Shambles
I have played in a couple of bush bands, including 15 years in one based in Tamworth in country NSW.
We played mostly in village halls, church halls,etc., but occasionally in clubs and pubs. Away from the main centres our audience consisted of farming families. Most of these people knew little of "bush music" as an art form, but loved the experience of meeting their district neighbours in a social setting, and dancing the night away.
In the smaller towns we found sometimes that people had driven two hours or more from "out bush" to get to the dance.
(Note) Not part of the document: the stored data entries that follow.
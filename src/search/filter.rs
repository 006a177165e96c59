//! Multi-field filter engine.
//!
//! Constraints on different fields are ANDed. Within one field the selected
//! values are ORed, except for content-type fields in [`MatchMode::All`], where
//! every selected value must be present.

use std::collections::HashSet;
use std::str::FromStr;

use serde::Serialize;

use super::normalize::{Delimiter, normalize, split_tokens, token_key, token_keys};
use crate::model::{FieldKind, FieldSpec, InfraRecord, Organization, Record};
use crate::store::RecordStore;

/// Lowest year accepted as an active year-range bound.
pub const YEAR_FLOOR: f64 = 1900.0;

/// How content-type selections combine.
#[derive(Debug, Clone, Copy, PartialEq, Eq, Default, Serialize)]
#[serde(rename_all = "lowercase")]
pub enum MatchMode {
    #[default]
    Any,
    All,
}

impl FromStr for MatchMode {
    type Err = String;

    fn from_str(s: &str) -> Result<Self, Self::Err> {
        match s.trim().to_ascii_lowercase().as_str() {
            "any" => Ok(Self::Any),
            "all" => Ok(Self::All),
            other => Err(format!("unknown match mode '{other}' (expected any|all)")),
        }
    }
}

/// Whether location filters see only headquarters or every location.
#[derive(Debug, Clone, Copy, PartialEq, Eq, Default, Serialize)]
#[serde(rename_all = "lowercase")]
pub enum LocationScope {
    #[default]
    Hq,
    All,
}

impl LocationScope {
    /// Lenient parse used at every boundary: anything unrecognized is `Hq`.
    pub fn parse_or_default(raw: &str) -> Self {
        raw.parse().unwrap_or_default()
    }
}

impl FromStr for LocationScope {
    type Err = String;

    fn from_str(s: &str) -> Result<Self, Self::Err> {
        match s.trim().to_ascii_lowercase().as_str() {
            "hq" => Ok(Self::Hq),
            "all" => Ok(Self::All),
            other => Err(format!("unknown scope '{other}' (expected hq|all)")),
        }
    }
}

/// Inclusive year bounds; a bound that is missing, unparseable, non-finite or
/// below [`YEAR_FLOOR`] is inactive.
#[derive(Debug, Clone, Copy, PartialEq, Default)]
pub struct YearRange {
    pub min: Option<f64>,
    pub max: Option<f64>,
}

impl YearRange {
    pub fn parse(min: Option<&str>, max: Option<&str>) -> Self {
        Self {
            min: min.and_then(parse_bound),
            max: max.and_then(parse_bound),
        }
    }

    pub fn is_active(&self) -> bool {
        self.min.is_some() || self.max.is_some()
    }

    /// Records without a year fail whenever a bound is active.
    pub fn admits(&self, year: Option<f64>) -> bool {
        if !self.is_active() {
            return true;
        }
        let Some(year) = year else {
            return false;
        };
        self.min.is_none_or(|min| year >= min) && self.max.is_none_or(|max| year <= max)
    }
}

fn parse_bound(raw: &str) -> Option<f64> {
    let value: f64 = raw.trim().parse().ok()?;
    (value.is_finite() && value >= YEAR_FLOOR).then_some(value)
}

/// A full set of constraints for one listing request.
#[derive(Debug, Clone, PartialEq)]
pub struct FilterSet<F> {
    /// Field constraints in caller order, each a comma-joined multi-select.
    pub fields: Vec<(F, String)>,
    pub match_mode: MatchMode,
    pub scope: LocationScope,
    pub years: YearRange,
    /// Location identities from a map selection; empty means no constraint.
    pub location_ids: Vec<String>,
}

impl<F> Default for FilterSet<F> {
    fn default() -> Self {
        Self {
            fields: Vec::new(),
            match_mode: MatchMode::default(),
            scope: LocationScope::default(),
            years: YearRange::default(),
            location_ids: Vec::new(),
        }
    }
}

impl<F: FieldSpec> FilterSet<F> {
    pub fn new() -> Self {
        Self::default()
    }

    pub fn with_field(mut self, field: F, selection: impl Into<String>) -> Self {
        self.fields.push((field, selection.into()));
        self
    }

    pub fn with_match_mode(mut self, mode: MatchMode) -> Self {
        self.match_mode = mode;
        self
    }

    pub fn with_scope(mut self, scope: LocationScope) -> Self {
        self.scope = scope;
        self
    }

    pub fn with_years(mut self, years: YearRange) -> Self {
        self.years = years;
        self
    }

    pub fn with_location_ids(mut self, ids: Vec<String>) -> Self {
        self.location_ids = ids;
        self
    }

    /// Adds a constraint by column name. Unknown names are ignored and
    /// reported back as `false`.
    pub fn push_named(&mut self, name: &str, selection: &str) -> bool {
        match F::from_name(name) {
            Some(field) => {
                self.fields.push((field, selection.to_string()));
                true
            }
            None => {
                tracing::debug!(field = name, "ignoring unknown filter field");
                false
            }
        }
    }
}

/// One field constraint resolved to comparison keys.
#[derive(Debug)]
struct Constraint<F> {
    field: F,
    keys: HashSet<String>,
    require_all: bool,
    merge_field: Option<F>,
}

impl<F: FieldSpec> Constraint<F> {
    fn matches<R: Record<Field = F>>(&self, record: &R) -> bool {
        match self.field.kind() {
            FieldKind::Exact => exact_or_merged(record, self.field, self.merge_field, |k| {
                self.keys.contains(k)
            }),
            FieldKind::Token => {
                if let Some(set) = record.value_set(self.field) {
                    return if self.require_all {
                        self.keys.iter().all(|k| set.contains_key(k))
                    } else {
                        set.keys().any(|k| self.keys.contains(k))
                    };
                }
                let present = token_keys(self.field, record.get(self.field));
                if self.require_all {
                    self.keys.iter().all(|k| present.contains(k))
                } else {
                    present.iter().any(|k| self.keys.contains(k))
                }
            }
        }
    }
}

fn exact_or_merged<R: Record>(
    record: &R,
    field: R::Field,
    merge_field: Option<R::Field>,
    accept: impl Fn(&str) -> bool,
) -> bool {
    if accept(&normalize(record.get(field))) {
        return true;
    }
    merge_field.is_some_and(|merge| match record.value_set(merge) {
        Some(set) => set.keys().any(&accept),
        None => token_keys(merge, record.get(merge)).iter().any(|k| accept(k)),
    })
}

/// Whether `record` has the normalized `key` on an HQ-style exact field,
/// widened to every location under [`LocationScope::All`].
pub fn matches_in_scope<R: Record>(
    record: &R,
    field: R::Field,
    key: &str,
    scope: LocationScope,
) -> bool {
    let merge_field = match scope {
        LocationScope::All => field.all_locations_field(),
        LocationScope::Hq => None,
    };
    exact_or_merged(record, field, merge_field, |k| k == key)
}

/// Splits a raw multi-select into its selected values.
///
/// Commas followed by a digit never separate values. A raw string equal to an
/// existing value is kept whole, so "Autodesk, Inc." stays one selection.
/// Existing values are an exact field's own values plus, for location fields,
/// every value of the matching all-locations set.
pub fn parse_selection<'a, R: Record>(
    records: &[R],
    field: R::Field,
    raw: &'a str,
) -> Vec<&'a str> {
    if raw.trim().is_empty() {
        return Vec::new();
    }
    if raw.contains(',') && is_known_value(records, field, &normalize(raw)) {
        return vec![raw.trim()];
    }
    split_tokens(raw, Delimiter::CommaNotBeforeDigit)
}

fn is_known_value<R: Record>(records: &[R], field: R::Field, key: &str) -> bool {
    let exact = field.kind() == FieldKind::Exact;
    let merged = field.all_locations_field();
    records.iter().any(|r| {
        (exact && normalize(r.get(field)) == key)
            || [Some(field), merged]
                .into_iter()
                .flatten()
                .any(|f| r.value_set(f).is_some_and(|set| set.contains_key(key)))
    })
}

fn compile<R: Record>(
    records: &[R],
    field: R::Field,
    raw: &str,
    mode: MatchMode,
    scope: LocationScope,
) -> Option<Constraint<R::Field>> {
    let keys: HashSet<String> = parse_selection(records, field, raw)
        .into_iter()
        .map(|v| match field.kind() {
            FieldKind::Exact => normalize(v),
            FieldKind::Token => token_key(field, v),
        })
        .filter(|k| !k.is_empty())
        .collect();
    if keys.is_empty() {
        return None;
    }
    let merge_field = match scope {
        LocationScope::All => field.all_locations_field(),
        LocationScope::Hq => None,
    };
    Some(Constraint {
        field,
        keys,
        require_all: mode == MatchMode::All && field.is_content_type(),
        merge_field,
    })
}

/// Applies field constraints and the year range. Location identities are not
/// considered here.
pub fn apply_filters<'a, R: Record>(
    records: &'a [R],
    filters: &FilterSet<R::Field>,
) -> Vec<&'a R> {
    let constraints: Vec<Constraint<R::Field>> = filters
        .fields
        .iter()
        .filter_map(|(field, raw)| {
            compile(records, *field, raw, filters.match_mode, filters.scope)
        })
        .collect();

    let matched: Vec<&R> = records
        .iter()
        .filter(|r| filters.years.admits(r.year()))
        .filter(|r| constraints.iter().all(|c| c.matches(*r)))
        .collect();

    tracing::debug!(
        constraints = constraints.len(),
        candidates = records.len(),
        matched = matched.len(),
        "filter_complete"
    );
    matched
}

/// Filters organizations, including the map-selection constraint.
pub fn filter_organizations<'a>(
    store: &'a RecordStore,
    filters: &FilterSet<crate::model::OrgField>,
) -> Vec<&'a Organization> {
    let matched = apply_filters(store.organizations(), filters);
    if filters.location_ids.is_empty() {
        return matched;
    }
    let owners = store.owners_of(filters.location_ids.iter().map(String::as_str));
    matched
        .into_iter()
        .filter(|org| owners.contains(org.org_id.as_str()))
        .collect()
}

/// Filters the infra catalog. Location identities do not apply to infra.
pub fn filter_infra<'a>(
    store: &'a RecordStore,
    filters: &FilterSet<crate::model::InfraField>,
) -> Vec<&'a InfraRecord> {
    apply_filters(store.infra_records(), filters)
}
To these people it would not have made much difference if we were a C&W band, and so we tended to play some waltzy C&W songs - although not "Achy Breaky!"
We often drove for hours across flat farming country to get to a venue (dodging kangaroos), and were very glad to see the small glow on the horizon 15 minutes before we got there.
Most of the band members came from an urban environment, and it was easy to romanticise about life in the "bush". But the fact is that most rural families are barely surviving, and working harder as farms get bigger and margins decline.
We played the usual mixture of mainly Irish and Scottish tunes, and mostly Australian folk songs. Many of these were modern songs, and not always about the bush, but you quickly learn what works and what doesn't.
I come from an urban background, and fell in love with folk music at an early age. Learning music and playing melody instruments was part of a natural progression. I fell into a bush band by accident, but stayed because I enjoyed performing, and the discipline of having to learn to play things properly (I am pretty lazy!)
Having said all that I am not sure that there is a definition of what makes a bush band. I have been a judge at the annual Battle of the Bush Bands in Tamworth, and I have seen good and bad, traditional and modern, C&W and/or country rock influenced and not, and so on. Many bands that were not traditional folk bands I loved for their enthusiasm and entertainment value. At least one "traditional" band was so boring that no-one went to their concerts. I have seen city-based bands of all sorts that have been very good.
Consequently, I guess any band that plays a predominance of Australian "folk" material could be classified as "bush". We had the usual fiddles, mandolins, whistles, both tea-chest ("bush") and electric bass, percussion, keyboards, etc., even clawhammer and bluegrass banjo. Other bands use accordians and squeeze boxes of every description, and everything from hammered dulcimers to jaws harps. Deep down I remain a folkie, and since moving to Darwin have concentrated on learning new songs. I still think of myself as a bush musician, and I do live out of town in the bush!
Hope I didn't confuse things too much.